Second: The Durbin amendment opens up this rigged market to competition. It protects merchants and consumers from gouging even as banks continue to earn a more than generous 500% profit margin on the average debit fee, according to a study by the Merchant Advisory Group, which analyzed the figures banks submitted to the Federal Reserve.

Third: Debit reform saved consumers $6 billion in its first full year, 2012, according to a study by a noted economist, Robert Shapiro. There is no doubt consumers are benefiting: Merchants like grocers subsist on well-documented 1% profit margins; they must pass their savings on to consumers or risk their customers going down the street for milk or gas. There is simply no alternative.

In the U.S., operating without competition in an unregulated market, banks charge as much as 4% of a purchase as a swipe fee, for a profit margin of around 10,000%. Consider this: When someone buys a $100 pair of shoes, $4 goes directly to the bank, even though it costs the bank just a few pennies to process the transaction.

Without competition, swipe fees have grown into many merchants' second-largest operating cost, after labor. Some industries, like convenience stores, pay more in swipe fees than they earn in profits.

That's a crushing burden on merchants, especially small ones. It keeps them from expanding and hiring, slowing the entire economy.

Worse, though, is how swipe fees raise prices, especially hurting the poorest Americans. As Benjamin G. Edelman, a professor at Harvard Business School, said last year:

"The low-end consumers end up paying retail prices that are inflated that much further. They definitely get the short end of the stick."

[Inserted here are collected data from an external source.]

/*
 * Copyright Amazon.com, Inc. or its affiliates. All Rights Reserved.
 * SPDX-License-Identifier: Apache-2.0.
 */

use bytes::Bytes;
use http::Response;
use pinpoint::error::{GetCampaignError, GetCampaignErrorKind, NotFoundException};
use pinpoint::model::{CampaignState, CampaignStatus};
use pinpoint::operation::{DeleteCampaign, GetCampaign, GetSegments};
use pretty_assertions::assert_eq;
use smithy_http::response::{parse_response, ParseStrictResponse};
use smithy_http::result::SdkError;

fn response(status: u16, body: &'static str) -> Response<Bytes> {
    Response::builder()
        .status(status)
        .header("content-type", "application/json")
        .body(Bytes::from_static(body.as_bytes()))
        .unwrap()
}

fn get_campaign_error(response: Response<Bytes>) -> GetCampaignError {
    match parse_response(&GetCampaign::new(), response) {
        Err(SdkError::ServiceError { err, .. }) => err,
        other => panic!("expected a service error, got {:?}", other),
    }
}

#[test]
fn get_campaign_success() {
    let raw = response(
        200,
        r#"{
            "ApplicationId": "app1",
            "Id": "c1",
            "HoldoutPercent": 5,
            "IsPaused": false,
            "Name": "Spring sale",
            "SegmentVersion": 2,
            "State": {"CampaignStatus": "PENDING_NEXT_RUN"},
            "tags": {"team": "growth"},
            "FutureField": [true, false]
        }"#,
    );
    let success = parse_response(&GetCampaign::new(), raw).expect("successful response");
    let campaign = success.parsed.campaign_response.expect("payload is present");
    assert_eq!(campaign.application_id.as_deref(), Some("app1"));
    assert_eq!(campaign.id.as_deref(), Some("c1"));
    assert_eq!(campaign.holdout_percent, Some(5));
    assert_eq!(campaign.is_paused, Some(false));
    assert_eq!(campaign.segment_version, Some(2));
    assert_eq!(
        campaign.state,
        Some(
            CampaignState::builder()
                .campaign_status(CampaignStatus::PendingNextRun)
                .build()
        )
    );
    assert_eq!(campaign.tags.unwrap()["team"], "growth");
    assert_eq!(campaign.version, None);
    assert_eq!(success.raw.status(), 200);
}

#[test]
fn empty_success_body_has_no_payload() {
    let output = GetCampaign::new()
        .parse(&response(200, ""))
        .expect("empty bodies are allowed");
    assert_eq!(output.campaign_response, None);

    let output = DeleteCampaign::new()
        .parse(&response(202, "  "))
        .expect("whitespace bodies are allowed");
    assert_eq!(output.campaign_response, None);
}

#[test]
fn trailing_tokens_are_rejected() {
    let err = GetCampaign::new()
        .parse(&response(200, r#"{"Id":"c1"} {"Id":"c2"}"#))
        .expect_err("two documents");
    assert!(matches!(err.kind, GetCampaignErrorKind::Unhandled(_)));
}

#[test]
fn malformed_success_body_is_unhandled() {
    let err = GetCampaign::new()
        .parse(&response(200, r#"{"Id": "#))
        .expect_err("truncated body");
    assert!(matches!(err.kind, GetCampaignErrorKind::Unhandled(_)));
    assert_eq!(err.code(), None);
}

#[test]
fn list_payload() {
    let output = GetSegments::new()
        .parse(&response(
            200,
            r#"{"Item":[{"Id":"s1","Name":"Everyone"},null,{"Id":"s2"}],"NextToken":"n"}"#,
        ))
        .unwrap();
    let segments = output.segments_response.unwrap();
    let ids: Vec<_> = segments
        .item
        .unwrap()
        .into_iter()
        .map(|segment| segment.id.unwrap())
        .collect();
    assert_eq!(ids, vec!["s1", "s2"]);
    assert_eq!(segments.next_token.as_deref(), Some("n"));
}

#[test]
fn modeled_error() {
    let raw = Response::builder()
        .status(404)
        .header("x-amzn-ErrorType", "NotFoundException")
        .header("x-amzn-RequestId", "from-header")
        .body(Bytes::from_static(
            br#"{"Message":"Resource not found","RequestID":"from-body"}"#,
        ))
        .unwrap();
    let err = get_campaign_error(raw);
    assert!(err.is_not_found_exception());
    assert!(!err.is_bad_request_exception());
    assert_eq!(err.code(), Some("NotFoundException"));
    assert_eq!(err.message(), Some("Resource not found"));
    assert_eq!(err.request_id(), Some("from-header"));
    assert_eq!(err.to_string(), "NotFoundException: Resource not found");
    match &err.kind {
        GetCampaignErrorKind::NotFoundException(inner) => {
            assert_eq!(
                inner,
                &NotFoundException::builder()
                    .message("Resource not found")
                    .request_id("from-body")
                    .build()
            );
            assert_eq!(inner.message(), Some("Resource not found"));
        }
        other => panic!("unexpected error kind: {:?}", other),
    }
    assert!(std::error::Error::source(&err).is_some());
}

#[test]
fn error_code_from_body() {
    let err = get_campaign_error(response(
        429,
        r#"{"__type":"aws.pinpoint#TooManyRequestsException","message":"slow down"}"#,
    ));
    assert!(err.is_too_many_requests_exception());
    assert_eq!(err.message(), Some("slow down"));
}

#[test]
fn unknown_error_code_is_generic() {
    let err = get_campaign_error(response(
        409,
        r#"{"code":"ConflictException","Message":"already exists","RequestID":"r-1"}"#,
    ));
    assert!(matches!(err.kind, GetCampaignErrorKind::Unhandled(_)));
    assert_eq!(err.code(), Some("ConflictException"));
    assert_eq!(err.message(), Some("already exists"));
    assert_eq!(err.request_id(), Some("r-1"));
}

#[test]
fn missing_error_code_is_unhandled() {
    let err = get_campaign_error(response(500, ""));
    assert!(matches!(err.kind, GetCampaignErrorKind::Unhandled(_)));
    assert_eq!(err.code(), None);
    assert_eq!(err.message(), None);
}

#[test]
fn malformed_modeled_error_body_is_unhandled() {
    let raw = Response::builder()
        .status(400)
        .header("x-amzn-ErrorType", "BadRequestException")
        .body(Bytes::from_static(br#"{"Message": 5}"#))
        .unwrap();
    let err = get_campaign_error(raw);
    assert!(!err.is_bad_request_exception());
    assert!(matches!(err.kind, GetCampaignErrorKind::Unhandled(_)));
}

#[test]
fn deeply_nested_unknown_member_is_an_error() {
    let body = format!(r#"{{"Id":"c1","Extra":{}"#, "[".repeat(100_000));
    let raw = Response::builder()
        .status(200)
        .body(Bytes::from(body.clone()))
        .unwrap();
    let err = GetCampaign::new().parse(&raw).expect_err("unterminated nesting");
    assert!(matches!(err.kind, GetCampaignErrorKind::Unhandled(_)));

    let raw = Response::builder()
        .status(400)
        .header("x-amzn-ErrorType", "BadRequestException")
        .body(Bytes::from(body))
        .unwrap();
    let err = get_campaign_error(raw);
    assert!(matches!(err.kind, GetCampaignErrorKind::Unhandled(_)));
}

#[test]
fn deeply_nested_unknown_member_is_skipped() {
    let depth = 100_000;
    let body = format!(
        r#"{{"Extra":{}{},"Id":"c1"}}"#,
        "[".repeat(depth),
        "]".repeat(depth)
    );
    let raw = Response::builder()
        .status(200)
        .body(Bytes::from(body))
        .unwrap();
    let output = GetCampaign::new().parse(&raw).expect("valid body");
    assert_eq!(
        output.campaign_response.and_then(|campaign| campaign.id),
        Some("c1".to_string())
    );
}
/*
 * Copyright Amazon.com, Inc. or its affiliates. All Rights Reserved.
 * SPDX-License-Identifier: Apache-2.0.
 */

//! A type map of request properties, modeled on `http::Extensions`.

use std::any::{Any, TypeId};
use std::collections::HashMap;
use std::fmt;
use std::hash::{BuildHasherDefault, Hasher};

type AnyMap = HashMap<TypeId, Box<dyn Any + Send + Sync>, BuildHasherDefault<IdHasher>>;

// TypeIds are already hashes; `write_u64` passes them through
#[derive(Default)]
struct IdHasher(u64);

impl Hasher for IdHasher {
    fn write(&mut self, bytes: &[u8]) {
        for byte in bytes {
            self.0 = self.0.rotate_left(8) ^ u64::from(*byte);
        }
    }

    #[inline]
    fn write_u64(&mut self, id: u64) {
        self.0 = id;
    }

    #[inline]
    fn finish(&self) -> u64 {
        self.0
    }
}

/// A type-map of configuration data attached to a request.
///
/// Holds at most one value per type.
#[derive(Default)]
pub struct PropertyBag {
    map: AnyMap,
}

impl PropertyBag {
    pub fn new() -> PropertyBag {
        PropertyBag {
            map: AnyMap::default(),
        }
    }

    /// Insert a type into this `PropertyBag`, returning the previous value of that type, if any.
    pub fn insert<T: Send + Sync + 'static>(&mut self, val: T) -> Option<T> {
        self.map
            .insert(TypeId::of::<T>(), Box::new(val))
            .and_then(|boxed| boxed.downcast().ok().map(|boxed| *boxed))
    }

    pub fn get<T: Send + Sync + 'static>(&self) -> Option<&T> {
        self.map
            .get(&TypeId::of::<T>())
            .and_then(|boxed| boxed.downcast_ref())
    }

    pub fn get_mut<T: Send + Sync + 'static>(&mut self) -> Option<&mut T> {
        self.map
            .get_mut(&TypeId::of::<T>())
            .and_then(|boxed| boxed.downcast_mut())
    }

    pub fn remove<T: Send + Sync + 'static>(&mut self) -> Option<T> {
        self.map
            .remove(&TypeId::of::<T>())
            .and_then(|boxed| boxed.downcast().ok().map(|boxed| *boxed))
    }

    pub fn len(&self) -> usize {
        self.map.len()
    }

    pub fn is_empty(&self) -> bool {
        self.map.is_empty()
    }
}

impl fmt::Debug for PropertyBag {
    fn fmt(&self, f: &mut fmt::Formatter<'_>) -> fmt::Result {
        f.debug_struct("PropertyBag")
            .field("len", &self.map.len())
            .finish()
    }
}

#[cfg(test)]
mod test {
    use super::PropertyBag;

    #[derive(Debug, PartialEq)]
    struct ServiceName(&'static str);

    #[test]
    fn insert_get_remove() {
        let mut bag = PropertyBag::new();
        assert!(bag.is_empty());
        assert_eq!(bag.insert(5_i32), None);
        assert_eq!(bag.insert(ServiceName("pinpoint")), None);
        assert_eq!(bag.insert(9_i32), Some(5));

        assert_eq!(bag.get::<i32>(), Some(&9));
        assert_eq!(bag.get::<ServiceName>(), Some(&ServiceName("pinpoint")));
        assert_eq!(bag.get::<u32>(), None);

        *bag.get_mut::<i32>().unwrap() += 1;
        assert_eq!(bag.remove::<i32>(), Some(10));
        assert_eq!(bag.len(), 1);
    }
}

After almost five years of fairer, more competitive, lower debit swipe fees under the Durbin amendment, now Hensarling and Neugebauer are attempting to wipe out this progress. By doing so, banks could make even more outsized profits at the expense of small businesses and consumers.

We merchants aren't asking for any more than what other businesses enjoy in our free-market system: A level playing field where everyone competes, where competition determines fees that make sense, and where no single player controls the game.

That's not a lot to ask. We were well on our way to a free market. And now the Neugebauer bill would turn back the clock five years.

Congress shouldn't let that happen.

Greg Ferrara is senior vice president of government relations and public affairs at the National Grocers Association.